Flurry of US data unlikely to move the needle for Fed or dollar

Over in the US, all eyes will be on economic releases, kicking off with the preliminary Markit PMIs for September on Monday. The data barrage intensifies on Friday, when personal income and spending numbers, the core PCE price index, and durable goods orders – all for August – will hit the markets at the same time.

While these figures are important, they are unlikely to be a game changer for Fed policy or the dollar. The Fed has been clear that it’s not cutting rates in response to domestic weakness, but rather as insurance that the trade war and a slowing global economy do not infect the US. Therefore, the bigger determinant for the greenback will be what happens between Washington and Beijing in October. Will the two sides strike a ‘limited’ deal as has been rumored and calm investors’ nerves, or will a lack of progress see the unpredictable US President fire another salvo of tariffs?

The latter scenario seems more likely, but it’s a close call. We have been here before, with the two sides striking an optimistic tone before talks, only for the situation to escalate again before long. Indeed, the two camps remain far apart on the biggest issues, like an enforcement mechanism for any deal and intellectual property rights, so it’s questionable how much real progress will ultimately be made. That said, market optimism could linger in the coming weeks before the talks take place, keeping riskier assets like stocks supported – at least in the absence of more geopolitical tensions.

There are also several speeches by key Fed officials throughout the week, including by New York Fed President Williams (Monday) and Vice Chairman Clarida (Thursday).

All eyes on the Middle East as tensions continue to boil

Beyond economics, the tense situation in the Middle East will remain at the fore. Oil prices have surrendered some of their gains lately as the US appeared reluctant to engage in a military conflict with Iran, with President Trump saying he would “like to avoid” war.

Overall, the situation is very fluid and unpredictable. An all-out military conflict still seems unlikely, considering that US involvement in another Middle East war would probably not sit well with Trump’s voting base.
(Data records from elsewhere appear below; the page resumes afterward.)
use std::fmt;

use serde::{Deserialize, Serialize, Serializer};
use shelf_db::Entity;

use super::error::{ConflictKind, LibraryError};
use super::validation::{self, FieldError};

macro_rules! entity_id {
    ($(#[$meta:meta])* $name:ident) => {
        $(#[$meta])*
        #[derive(Debug, Clone, Copy, PartialEq, Eq, PartialOrd, Ord, Hash, Serialize, Deserialize)]
        #[serde(transparent)]
        pub struct $name(i64);

        impl $name {
            pub const fn new(raw: i64) -> Self {
                Self(raw)
            }

            pub const fn get(self) -> i64 {
                self.0
            }
        }

        impl From<i64> for $name {
            fn from(raw: i64) -> Self {
                Self(raw)
            }
        }

        impl fmt::Display for $name {
            fn fmt(&self, f: &mut fmt::Formatter<'_>) -> fmt::Result {
                write!(f, "{}", self.0)
            }
        }
    };
}

entity_id!(
    /// Storage-assigned identifier of a book.
    BookId
);
entity_id!(
    /// Storage-assigned identifier of a borrower.
    BorrowerId
);

/// A person registered to borrow books.
#[derive(Debug, Clone, PartialEq, Eq, Serialize)]
pub struct Borrower {
    id: BorrowerId,
    name: String,
    email: String,
}

impl Borrower {
    pub fn id(&self) -> BorrowerId {
        self.id
    }

    pub fn name(&self) -> &str {
        &self.name
    }

    pub fn email(&self) -> &str {
        &self.email
    }

    pub(crate) fn restore(id: BorrowerId, name: String, email: String) -> Self {
        Self { id, name, email }
    }
}

/// A borrower that has not been stored yet.
#[derive(Debug, Clone, PartialEq, Eq)]
pub struct NewBorrower {
    name: String,
    email: String,
}

impl NewBorrower {
    /// Trims both fields; `name` must be non-blank and `email` a valid address.
    pub fn new(name: &str, email: &str) -> Result<Self, Vec<FieldError>> {
        let mut errors = Vec::new();
        let name = validation::required("name", name, &mut errors);
        let email = validation::email("email", email, &mut errors);
        if errors.is_empty() {
            Ok(Self { name, email })
        } else {
            Err(errors)
        }
    }

    pub fn name(&self) -> &str {
        &self.name
    }

    pub fn email(&self) -> &str {
        &self.email
    }
}

impl Entity for Borrower {
    type Id = BorrowerId;
    type Draft = NewBorrower;

    const KIND: &'static str = "borrower";
    const MUTABLE: bool = false;

    fn from_draft(id: BorrowerId, draft: NewBorrower) -> Self {
        Self {
            id,
            name: draft.name,
            email: draft.email,
        }
    }

    fn id(&self) -> BorrowerId {
        self.id
    }

    fn unique_keys(draft: &NewBorrower) -> Vec<(&'static str, String)> {
        vec![("email", draft.email.clone())]
    }
}

/// A registered book and its lending state.
///
/// The borrower is the single source of truth for availability: a book is
/// borrowed exactly when it holds a borrower, and only [`Book::borrow`] and
/// [`Book::mark_returned`] move it between the two states.
#[derive(Debug, Clone, PartialEq, Eq)]
pub struct Book {
    id: BookId,
    isbn: String,
    title: String,
    author: String,
    borrower: Option<Borrower>,
    version: i64,
}

impl Book {
    pub fn id(&self) -> BookId {
        self.id
    }

    pub fn isbn(&self) -> &str {
        &self.isbn
    }

    pub fn title(&self) -> &str {
        &self.title
    }

    pub fn author(&self) -> &str {
        &self.author
    }

    pub fn is_borrowed(&self) -> bool {
        self.borrower.is_some()
    }

    pub fn borrower(&self) -> Option<&Borrower> {
        self.borrower.as_ref()
    }

    /// Available → Borrowed.
    pub fn borrow(&mut self, borrower: Borrower) -> Result<(), LibraryError> {
        if self.is_borrowed() {
            return Err(LibraryError::Conflict(ConflictKind::AlreadyBorrowed));
        }
        self.borrower = Some(borrower);
        Ok(())
    }

    /// Borrowed → Available.
    pub fn mark_returned(&mut self) -> Result<(), LibraryError> {
        if self.borrower.take().is_none() {
            return Err(LibraryError::Conflict(ConflictKind::NotBorrowed));
        }
        Ok(())
    }

    pub(crate) fn restore(
        id: BookId,
        draft: NewBook,
        borrower: Option<Borrower>,
        version: i64,
    ) -> Self {
        Self {
            id,
            isbn: draft.isbn,
            title: draft.title,
            author: draft.author,
            borrower,
            version,
        }
    }
}

impl Serialize for Book {
    fn serialize<S: Serializer>(&self, serializer: S) -> Result<S::Ok, S::Error> {
        #[derive(Serialize)]
        struct Wire<'a> {
            id: BookId,
            isbn: &'a str,
            title: &'a str,
            author: &'a str,
            borrowed: bool,
            borrower: Option<&'a Borrower>,
        }

        Wire {
            id: self.id,
            isbn: &self.isbn,
            title: &self.title,
            author: &self.author,
            borrowed: self.is_borrowed(),
            borrower: self.borrower.as_ref(),
        }
        .serialize(serializer)
    }
}

/// A book that has not been stored yet; always available.
#[derive(Debug, Clone, PartialEq, Eq)]
pub struct NewBook {
    isbn: String,
    title: String,
    author: String,
}

impl NewBook {
    /// Trims every field; none may be blank.
    pub fn new(isbn: &str, title: &str, author: &str) -> Result<Self, Vec<FieldError>> {
        let mut errors = Vec::new();
        let isbn = validation::required("isbn", isbn, &mut errors);
        let title = validation::required("title", title, &mut errors);
        let author = validation::required("author", author, &mut errors);
        if errors.is_empty() {
            Ok(Self {
                isbn,
                title,
                author,
            })
        } else {
            Err(errors)
        }
    }

    pub fn isbn(&self) -> &str {
        &self.isbn
    }

    pub fn title(&self) -> &str {
        &self.title
    }

    pub fn author(&self) -> &str {
        &self.author
    }
}

impl Entity for Book {
    type Id = BookId;
    type Draft = NewBook;

    const KIND: &'static str = "book";

    fn from_draft(id: BookId, draft: NewBook) -> Self {
        Self::restore(id, draft, None, 0)
    }

    fn id(&self) -> BookId {
        self.id
    }

    fn version(&self) -> i64 {
        self.version
    }

    fn with_version(mut self, version: i64) -> Self {
        self.version = version;
        self
    }
}

#[cfg(test)]
mod tests {
    use serde_json::json;

    use super::*;

    fn design_patterns() -> Book {
        let draft = NewBook::new("9780134685991", "Design Patterns", "Joshua Bloch").unwrap();
        Book::from_draft(BookId::new(1), draft)
    }

    fn ishani() -> Borrower {
        let draft = NewBorrower::new("Ishani", "ishani@example.com").unwrap();
        Borrower::from_draft(BorrowerId::new(1), draft)
    }

    #[test]
    fn new_book_starts_available() {
        let book = design_patterns();
        assert!(!book.is_borrowed());
        assert!(book.borrower().is_none());
        assert_eq!(book.version(), 0);
    }

    #[test]
    fn borrow_then_return_round_trips() {
        let mut book = design_patterns();

        book.borrow(ishani()).unwrap();
        assert!(book.is_borrowed());
        assert_eq!(book.borrower().map(Borrower::id), Some(BorrowerId::new(1)));

        book.mark_returned().unwrap();
        assert!(!book.is_borrowed());
        assert!(book.borrower().is_none());

        book.borrow(ishani()).unwrap();
        assert!(book.is_borrowed());
    }

    #[test]
    fn borrowing_twice_is_a_conflict() {
        let mut book = design_patterns();
        book.borrow(ishani()).unwrap();

        let err = book.borrow(ishani()).unwrap_err();
        assert!(matches!(
            err,
            LibraryError::Conflict(ConflictKind::AlreadyBorrowed)
        ));
        assert!(book.is_borrowed());
    }

    #[test]
    fn returning_an_available_book_is_a_conflict() {
        let mut book = design_patterns();
        let err = book.mark_returned().unwrap_err();
        assert!(matches!(err, LibraryError::Conflict(ConflictKind::NotBorrowed)));
    }

    #[test]
    fn drafts_trim_and_reject_blank_fields() {
        let draft = NewBook::new(" 9780201633610 ", "Effective Java ", " Erich Gamma").unwrap();
        assert_eq!(draft.isbn(), "9780201633610");
        assert_eq!(draft.title(), "Effective Java");
        assert_eq!(draft.author(), "Erich Gamma");

        let errors = NewBook::new("", "  ", "Someone").unwrap_err();
        let fields: Vec<&str> = errors.iter().map(|e| e.field.as_str()).collect();
        assert_eq!(fields, vec!["isbn", "title"]);
    }

    #[test]
    fn borrower_draft_requires_valid_email() {
        let errors = NewBorrower::new("Ishani", "not-an-email").unwrap_err();
        assert_eq!(errors.len(), 1);
        assert_eq!(errors[0].field, "email");
    }

    #[test]
    fn book_serializes_with_borrowed_flag() {
        let mut book = design_patterns();
        assert_eq!(
            serde_json::to_value(&book).unwrap(),
            json!({
                "id": 1,
                "isbn": "9780134685991",
                "title": "Design Patterns",
                "author": "Joshua Bloch",
                "borrowed": false,
                "borrower": null
            })
        );

        book.borrow(ishani()).unwrap();
        let value = serde_json::to_value(&book).unwrap();
        assert_eq!(value["borrowed"], true);
        assert_eq!(
            value["borrower"],
            json!({"id": 1, "name": "Ishani", "email": "ishani@example.com"})
        );
    }
}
However, that doesn’t mean America will sit idle if there is another strike against Saudi Arabia, for example.

In another worrisome sign, the proxy war between Iran and Saudi Arabia in Yemen escalated earlier today, with the Saudi-led coalition launching a military offensive against Iran-backed targets, in what may be seen as backlash for the recent strikes on Saudi Arabia. Hence, tensions remain extremely high.
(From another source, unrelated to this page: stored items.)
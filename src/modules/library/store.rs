//! SQLite-backed gateways for books and borrowers.

use async_trait::async_trait;
use shelf_db::{Database, Entity, Migration, Repository, StorageError, StorageResult};
use sqlx::sqlite::{SqliteConnection, SqliteRow};
use sqlx::Row;

use super::models::{Book, BookId, Borrower, BorrowerId, NewBook, NewBorrower};

pub(crate) const SCHEMA: Migration = Migration {
    id: "001_init",
    up: r#"
        CREATE TABLE borrowers (
            id    INTEGER PRIMARY KEY AUTOINCREMENT,
            name  TEXT NOT NULL CHECK (trim(name) <> ''),
            email TEXT NOT NULL UNIQUE CHECK (trim(email) <> '')
        );

        CREATE TABLE books (
            id          INTEGER PRIMARY KEY AUTOINCREMENT,
            isbn        TEXT    NOT NULL CHECK (trim(isbn) <> ''),
            title       TEXT    NOT NULL CHECK (trim(title) <> ''),
            author      TEXT    NOT NULL CHECK (trim(author) <> ''),
            borrowed    INTEGER NOT NULL DEFAULT 0,
            borrower_id INTEGER REFERENCES borrowers (id),
            version     INTEGER NOT NULL DEFAULT 0,
            CHECK ((borrowed = 0 AND borrower_id IS NULL)
                OR (borrowed = 1 AND borrower_id IS NOT NULL))
        );

        CREATE INDEX books_borrower_id ON books (borrower_id);
    "#,
};

const SELECT_BOOKS: &str = r#"
    SELECT b.id, b.isbn, b.title, b.author, b.version,
           b.borrower_id, r.name AS borrower_name, r.email AS borrower_email
    FROM books b
    LEFT JOIN borrowers r ON r.id = b.borrower_id
"#;

/// Maps SQLite's `UNIQUE constraint failed: table.column` onto the column name.
fn classify(entity: &'static str, err: sqlx::Error) -> StorageError {
    if let sqlx::Error::Database(db_err) = &err {
        if db_err.is_unique_violation() {
            let field = db_err
                .message()
                .rsplit('.')
                .next()
                .unwrap_or_default()
                .trim()
                .to_string();
            return StorageError::UniqueViolation { entity, field };
        }
    }
    StorageError::Database(err)
}

async fn count_rows(db: &Database, table: &'static str) -> StorageResult<usize> {
    let n: i64 = sqlx::query_scalar(&format!("SELECT COUNT(*) FROM {table}"))
        .fetch_one(db.pool())
        .await?;
    Ok(usize::try_from(n).unwrap_or_default())
}

pub struct SqliteBookRepository {
    db: Database,
}

impl SqliteBookRepository {
    pub fn new(db: Database) -> Self {
        Self { db }
    }

    fn hydrate(row: &SqliteRow) -> StorageResult<Book> {
        let borrower = match row.try_get::<Option<i64>, _>("borrower_id")? {
            Some(id) => Some(Borrower::restore(
                BorrowerId::new(id),
                row.try_get("borrower_name")?,
                row.try_get("borrower_email")?,
            )),
            None => None,
        };

        let draft = NewBook::new(
            row.try_get::<&str, _>("isbn")?,
            row.try_get::<&str, _>("title")?,
            row.try_get::<&str, _>("author")?,
        )
        .map_err(|fields| {
            StorageError::Database(sqlx::Error::Decode(
                format!("stored book violates field rules: {fields:?}").into(),
            ))
        })?;

        Ok(Book::restore(
            BookId::new(row.try_get("id")?),
            draft,
            borrower,
            row.try_get("version")?,
        ))
    }

    async fn insert(conn: &mut SqliteConnection, draft: NewBook) -> StorageResult<Book> {
        let id = sqlx::query("INSERT INTO books (isbn, title, author) VALUES (?, ?, ?)")
            .bind(draft.isbn())
            .bind(draft.title())
            .bind(draft.author())
            .execute(&mut *conn)
            .await
            .map_err(|err| classify(Book::KIND, err))?
            .last_insert_rowid();
        Ok(Book::from_draft(BookId::new(id), draft))
    }
}

#[async_trait]
impl Repository<Book> for SqliteBookRepository {
    async fn save(&self, draft: NewBook) -> StorageResult<Book> {
        let mut conn = self.db.pool().acquire().await?;
        Self::insert(&mut conn, draft).await
    }

    async fn save_all(&self, drafts: Vec<NewBook>) -> StorageResult<Vec<Book>> {
        let mut tx = self.db.pool().begin().await?;
        let mut books = Vec::with_capacity(drafts.len());
        for draft in drafts {
            // Dropping `tx` on error rolls the whole batch back.
            books.push(Self::insert(&mut *tx, draft).await?);
        }
        tx.commit().await?;
        Ok(books)
    }

    async fn update(&self, book: &Book) -> StorageResult<Book> {
        let result = sqlx::query(
            r#"
            UPDATE books
            SET isbn = ?, title = ?, author = ?, borrowed = ?, borrower_id = ?,
                version = version + 1
            WHERE id = ? AND version = ?
            "#,
        )
        .bind(book.isbn())
        .bind(book.title())
        .bind(book.author())
        .bind(book.is_borrowed())
        .bind(book.borrower().map(|b| b.id().get()))
        .bind(book.id().get())
        .bind(book.version())
        .execute(self.db.pool())
        .await
        .map_err(|err| classify(Book::KIND, err))?;

        if result.rows_affected() == 0 {
            let id = book.id().to_string();
            return Err(match self.find_by_id(book.id()).await? {
                Some(_) => StorageError::StaleVersion {
                    entity: Book::KIND,
                    id,
                },
                None => StorageError::Missing {
                    entity: Book::KIND,
                    id,
                },
            });
        }

        Ok(book.clone().with_version(book.version() + 1))
    }

    async fn find_by_id(&self, id: BookId) -> StorageResult<Option<Book>> {
        let row = sqlx::query(&format!("{SELECT_BOOKS} WHERE b.id = ?"))
            .bind(id.get())
            .fetch_optional(self.db.pool())
            .await?;
        row.as_ref().map(Self::hydrate).transpose()
    }

    async fn find_all(&self) -> StorageResult<Vec<Book>> {
        let rows = sqlx::query(&format!("{SELECT_BOOKS} ORDER BY b.id"))
            .fetch_all(self.db.pool())
            .await?;
        rows.iter().map(Self::hydrate).collect()
    }

    async fn count(&self) -> StorageResult<usize> {
        count_rows(&self.db, "books").await
    }
}

pub struct SqliteBorrowerRepository {
    db: Database,
}

impl SqliteBorrowerRepository {
    pub fn new(db: Database) -> Self {
        Self { db }
    }

    fn hydrate(row: &SqliteRow) -> StorageResult<Borrower> {
        Ok(Borrower::restore(
            BorrowerId::new(row.try_get("id")?),
            row.try_get("name")?,
            row.try_get("email")?,
        ))
    }

    async fn insert(conn: &mut SqliteConnection, draft: NewBorrower) -> StorageResult<Borrower> {
        let id = sqlx::query("INSERT INTO borrowers (name, email) VALUES (?, ?)")
            .bind(draft.name())
            .bind(draft.email())
            .execute(&mut *conn)
            .await
            .map_err(|err| classify(Borrower::KIND, err))?
            .last_insert_rowid();
        Ok(Borrower::from_draft(BorrowerId::new(id), draft))
    }
}

#[async_trait]
impl Repository<Borrower> for SqliteBorrowerRepository {
    async fn save(&self, draft: NewBorrower) -> StorageResult<Borrower> {
        let mut conn = self.db.pool().acquire().await?;
        Self::insert(&mut conn, draft).await
    }

    async fn save_all(&self, drafts: Vec<NewBorrower>) -> StorageResult<Vec<Borrower>> {
        let mut tx = self.db.pool().begin().await?;
        let mut borrowers = Vec::with_capacity(drafts.len());
        for draft in drafts {
            borrowers.push(Self::insert(&mut *tx, draft).await?);
        }
        tx.commit().await?;
        Ok(borrowers)
    }

    async fn update(&self, _borrower: &Borrower) -> StorageResult<Borrower> {
        Err(StorageError::Immutable {
            entity: Borrower::KIND,
        })
    }

    async fn find_by_id(&self, id: BorrowerId) -> StorageResult<Option<Borrower>> {
        let row = sqlx::query("SELECT id, name, email FROM borrowers WHERE id = ?")
            .bind(id.get())
            .fetch_optional(self.db.pool())
            .await?;
        row.as_ref().map(Self::hydrate).transpose()
    }

    async fn find_all(&self) -> StorageResult<Vec<Borrower>> {
        let rows = sqlx::query("SELECT id, name, email FROM borrowers ORDER BY id")
            .fetch_all(self.db.pool())
            .await?;
        rows.iter().map(Self::hydrate).collect()
    }

    async fn count(&self) -> StorageResult<usize> {
        count_rows(&self.db, "borrowers").await
    }
}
For the markets, this seems like a low-probability but high-impact risk. Any escalation could send oil prices soaring as concerns for supply disruptions intensify. Depending on the magnitude of any hostilities, global risk appetite could also be affected. For instance, a ‘limited strike’ against Tehran may not see much market reaction outside of oil prices, but if the situation morphs into an all-out war, then traders will likely increase their exposure to haven assets, such as the yen and gold.